▶ [The problem]:
Copy each line of the data below in which the word "push" can be found.

[Stored data entries]
- - - - -

//! Generation-checked slot arena.
//!
//! Every structure that the physics core cross-references (BVH nodes,
//! colliders, rigid bodies) lives in an [`Arena`] and is addressed by a
//! [`Handle`]. A freed slot bumps its generation, so a handle kept past the
//! removal of its value resolves to `None` instead of aliasing whatever was
//! allocated into the slot afterwards.

use std::fmt;
use std::hash::{Hash, Hasher};
use std::marker::PhantomData;

use crate::error::{PhysicsError, PhysicsResult};

/// Stable, generation-checked index into an [`Arena<T>`].
pub struct Handle<T> {
    index: u32,
    generation: u32,
    _marker: PhantomData<fn() -> T>,
}

impl<T> Handle<T> {
    fn new(index: u32, generation: u32) -> Self {
        Self {
            index,
            generation,
            _marker: PhantomData,
        }
    }

    /// Slot index. Unique among live values of the same arena.
    #[inline]
    pub fn index(self) -> u32 {
        self.index
    }

    #[inline]
    pub fn generation(self) -> u32 {
        self.generation
    }
}

impl<T> Clone for Handle<T> {
    fn clone(&self) -> Self {
        *self
    }
}

impl<T> Copy for Handle<T> {}

impl<T> PartialEq for Handle<T> {
    fn eq(&self, other: &Self) -> bool {
        self.index == other.index && self.generation == other.generation
    }
}

impl<T> Eq for Handle<T> {}

impl<T> PartialOrd for Handle<T> {
    fn partial_cmp(&self, other: &Self) -> Option<std::cmp::Ordering> {
        Some(self.cmp(other))
    }
}

impl<T> Ord for Handle<T> {
    fn cmp(&self, other: &Self) -> std::cmp::Ordering {
        (self.index, self.generation).cmp(&(other.index, other.generation))
    }
}

impl<T> Hash for Handle<T> {
    fn hash<H: Hasher>(&self, state: &mut H) {
        self.index.hash(state);
        self.generation.hash(state);
    }
}

impl<T> fmt::Debug for Handle<T> {
    fn fmt(&self, f: &mut fmt::Formatter<'_>) -> fmt::Result {
        write!(f, "Handle({}v{})", self.index, self.generation)
    }
}

#[derive(Debug, Clone)]
struct Slot<T> {
    generation: u32,
    value: Option<T>,
}

/// Slot storage with O(1) insert and remove and a free-index stack.
#[derive(Debug, Clone)]
pub struct Arena<T> {
    slots: Vec<Slot<T>>,
    free: Vec<u32>,
    len: usize,
    capacity: usize,
    resource: &'static str,
}

impl<T> Arena<T> {
    /// Create an arena that holds at most `capacity` live values.
    /// `resource` names the pool in [`PhysicsError::CapacityExceeded`].
    pub fn with_capacity(resource: &'static str, capacity: usize) -> Self {
        Self {
            slots: Vec::new(),
            free: Vec::new(),
            len: 0,
            capacity,
            resource,
        }
    }

    /// Create an arena bounded only by the `u32` index space.
    pub fn unbounded(resource: &'static str) -> Self {
        Self::with_capacity(resource, u32::MAX as usize)
    }

    #[inline]
    pub fn len(&self) -> usize {
        self.len
    }

    #[inline]
    pub fn is_empty(&self) -> bool {
        self.len == 0
    }

    #[inline]
    pub fn capacity(&self) -> usize {
        self.capacity
    }

    /// Number of additional values that fit before the arena is full.
    #[inline]
    pub fn remaining(&self) -> usize {
        self.capacity - self.len
    }

    /// Insert a value, failing when the arena is at capacity.
    pub fn try_insert(&mut self, value: T) -> PhysicsResult<Handle<T>> {
        if self.len >= self.capacity {
            return Err(PhysicsError::CapacityExceeded {
                resource: self.resource,
                limit: self.capacity,
            });
        }

        self.len += 1;
        if let Some(index) = self.free.pop() {
            let slot = &mut self.slots[index as usize];
            debug_assert!(slot.value.is_none());
            slot.value = Some(value);
            return Ok(Handle::new(index, slot.generation));
        }

        let index = self.slots.len() as u32;
        self.slots.push(Slot {
            generation: 0,
            value: Some(value),
        });
        Ok(Handle::new(index, 0))
    }

    /// Remove and return the value behind `handle`, if it is still live.
    pub fn remove(&mut self, handle: Handle<T>) -> Option<T> {
        let slot = self.slots.get_mut(handle.index as usize)?;
        if slot.generation != handle.generation {
            return None;
        }
        let value = slot.value.take()?;
        slot.generation = slot.generation.wrapping_add(1);
        self.free.push(handle.index);
        self.len -= 1;
        Some(value)
    }

    #[inline]
    pub fn contains(&self, handle: Handle<T>) -> bool {
        self.get(handle).is_some()
    }

    #[inline]
    pub fn get(&self, handle: Handle<T>) -> Option<&T> {
        let slot = self.slots.get(handle.index as usize)?;
        if slot.generation != handle.generation {
            return None;
        }
        slot.value.as_ref()
    }

    #[inline]
    pub fn get_mut(&mut self, handle: Handle<T>) -> Option<&mut T> {
        let slot = self.slots.get_mut(handle.index as usize)?;
        if slot.generation != handle.generation {
            return None;
        }
        slot.value.as_mut()
    }

    /// Mutably borrow two distinct values at once.
    pub fn get2_mut(&mut self, a: Handle<T>, b: Handle<T>) -> Option<(&mut T, &mut T)> {
        if a.index == b.index {
            return None;
        }
        let (ia, ib) = (a.index as usize, b.index as usize);
        if ia.max(ib) >= self.slots.len() {
            return None;
        }

        let (first, second) = if ia < ib {
            let (lo, hi) = self.slots.split_at_mut(ib);
            (&mut lo[ia], &mut hi[0])
        } else {
            let (lo, hi) = self.slots.split_at_mut(ia);
            (&mut hi[0], &mut lo[ib])
        };

        if first.generation != a.generation || second.generation != b.generation {
            return None;
        }
        match (first.value.as_mut(), second.value.as_mut()) {
            (Some(x), Some(y)) => Some((x, y)),
            _ => None,
        }
    }

    /// Iterate over live values in slot order.
    pub fn iter(&self) -> impl Iterator<Item = (Handle<T>, &T)> {
        self.slots.iter().enumerate().filter_map(|(i, slot)| {
            slot.value
                .as_ref()
                .map(|v| (Handle::new(i as u32, slot.generation), v))
        })
    }

    pub fn iter_mut(&mut self) -> impl Iterator<Item = (Handle<T>, &mut T)> {
        self.slots.iter_mut().enumerate().filter_map(|(i, slot)| {
            let generation = slot.generation;
            slot.value
                .as_mut()
                .map(|v| (Handle::new(i as u32, generation), v))
        })
    }

    /// Handles of all live values in slot order.
    pub fn handles(&self) -> Vec<Handle<T>> {
        self.iter().map(|(h, _)| h).collect()
    }

    /// Drop every value. Generations advance so old handles stay invalid.
    pub fn clear(&mut self) {
        self.free.clear();
        for (i, slot) in self.slots.iter_mut().enumerate() {
            if slot.value.take().is_some() {
                slot.generation = slot.generation.wrapping_add(1);
            }
            self.free.push(i as u32);
        }
        // Reuse low indices first.
        self.free.reverse();
        self.len = 0;
    }
}

impl<T> std::ops::Index<Handle<T>> for Arena<T> {
    type Output = T;

    fn index(&self, handle: Handle<T>) -> &T {
        match self.get(handle) {
            Some(v) => v,
            None => panic!("stale arena handle {handle:?}"),
        }
    }
}

impl<T> std::ops::IndexMut<Handle<T>> for Arena<T> {
    fn index_mut(&mut self, handle: Handle<T>) -> &mut T {
        match self.get_mut(handle) {
            Some(v) => v,
            None => panic!("stale arena handle {handle:?}"),
        }
    }
}

#[cfg(test)]
mod tests {
    use super::*;

    #[test]
    fn test_insert_get_remove() {
        let mut arena = Arena::unbounded("test");
        let a = arena.try_insert(1).unwrap();
        let b = arena.try_insert(2).unwrap();
        assert_eq!(arena.len(), 2);
        assert_eq!(arena.get(a), Some(&1));
        assert_eq!(arena.remove(a), Some(1));
        assert_eq!(arena.get(a), None);
        assert_eq!(arena.remove(a), None);
        assert_eq!(arena[b], 2);
        assert_eq!(arena.len(), 1);
    }

    #[test]
    fn test_stale_handle_rejected_after_reuse() {
        let mut arena = Arena::unbounded("test");
        let a = arena.try_insert("first").unwrap();
        arena.remove(a);
        let b = arena.try_insert("second").unwrap();
        // Same slot, new generation
        assert_eq!(a.index(), b.index());
        assert_ne!(a, b);
        assert_eq!(arena.get(a), None);
        assert_eq!(arena.get(b), Some(&"second"));
    }

    #[test]
    fn test_capacity_exceeded() {
        let mut arena = Arena::with_capacity("node", 2);
        arena.try_insert(0).unwrap();
        let h = arena.try_insert(1).unwrap();
        let err = arena.try_insert(2).unwrap_err();
        assert_eq!(
            err,
            PhysicsError::CapacityExceeded {
                resource: "node",
                limit: 2
            }
        );
        arena.remove(h);
        assert!(arena.try_insert(3).is_ok());
    }

    #[test]
    fn test_get2_mut() {
        let mut arena = Arena::unbounded("test");
        let a = arena.try_insert(1).unwrap();
        let b = arena.try_insert(2).unwrap();
        {
            let (x, y) = arena.get2_mut(b, a).unwrap();
            *x += 10;
            *y += 20;
        }
        assert_eq!(arena[a], 21);
        assert_eq!(arena[b], 12);
        assert!(arena.get2_mut(a, a).is_none());
    }

    #[test]
    fn test_clear_invalidates_handles() {
        let mut arena = Arena::unbounded("test");
        let a = arena.try_insert(5).unwrap();
        arena.clear();
        assert!(arena.is_empty());
        assert!(arena.get(a).is_none());
        let b = arena.try_insert(6).unwrap();
        assert_eq!(b.index(), 0);
        assert_eq!(arena.iter().count(), 1);
    }
}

- - - - -

▶ [Exercise result]:
        self.slots.push(Slot {
        self.free.push(handle.index);
            self.free.push(i as u32);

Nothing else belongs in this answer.